Bill Lam wrote:
>  On the contrary I consider grid characters important because
>  information will be lost without them, eg,  <1 vs <<1

On the contrary to your contrary, using HTML will allow us to distinguish a
lot more relevant information than our current text-only display can (e.g.
we could have code that makes 1 distinct from ,1 and +/%# distinct from
+/`%`# even in boxed-display mode).

But to address your specific concern about differentiating between <1 and
<<1 , see this example:

        http://dan.bron.us/j/j-boxes-as-html-tables.html

You can check the source to see I haven't done anything sneaky.  This is
just the natural implementation of nested tables in HTML.  Of course you
could override the default style with user stylsheets.

>  I'm sceptical box nouns can be actually represented by csv which only
>  intended for 2-d cells as such in excel.

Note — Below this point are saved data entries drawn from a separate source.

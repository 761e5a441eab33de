use crate::calibration::{CalibrationProfile, CalibrationStatus};
use crate::config::Config;
use crate::error::Result;
use crate::orientation::{quat_to_euler, EulerAngles, Quaternion, Sample};

/// The fused-orientation side of a BNO055 driver.
#[allow(async_fn_in_trait)]
pub trait OrientationSensor {
    /// Resets the chip and brings it into NDOF fusion mode.
    ///
    /// Returns `Error::SensorNotFound` when nothing answers at the configured address.
    async fn init(&mut self) -> Result<()>;

    async fn calibration_status(&mut self) -> Result<CalibrationStatus>;

    /// Reads the current offsets and radii.
    async fn profile(&mut self) -> Result<CalibrationProfile>;

    async fn apply_profile(&mut self, profile: &CalibrationProfile) -> Result<()>;

    async fn quaternion(&mut self) -> Result<Quaternion>;

    /// Euler angles as computed by the sensor itself, in degrees.
    async fn euler(&mut self) -> Result<EulerAngles>;
}

/// Reads one sample in the representation the config asks for.
pub async fn read_sample<S: OrientationSensor>(sensor: &mut S, config: &Config) -> Result<Sample> {
    if !config.use_quat {
        return Ok(Sample::Euler(sensor.euler().await?));
    }

    let quat = sensor.quaternion().await?;
    if config.quat2euler {
        Ok(Sample::Euler(quat_to_euler(&quat)))
    } else {
        Ok(Sample::Quaternion(quat))
    }
}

Excel can actually display nested tables as well.  What it can't do is
display open, multidimensional (2<#...@$) arrays.  But that's unrelated to the
display of boxes, and is a general problem for array displays, HTML or not.

>  As Eric suggested, if I really wanted a html tag, I would use jhtml

But it's not the HTML tags we want, it's the browser's interpretation of
those HTML tags.  That is, I don't want to see

        <table><tr><td>1</td></tr></table>

which is what jhtml would display (IIUK).  

The short answer is, for a browser platform, HTML tables are the natural and
correct representation for boxed data.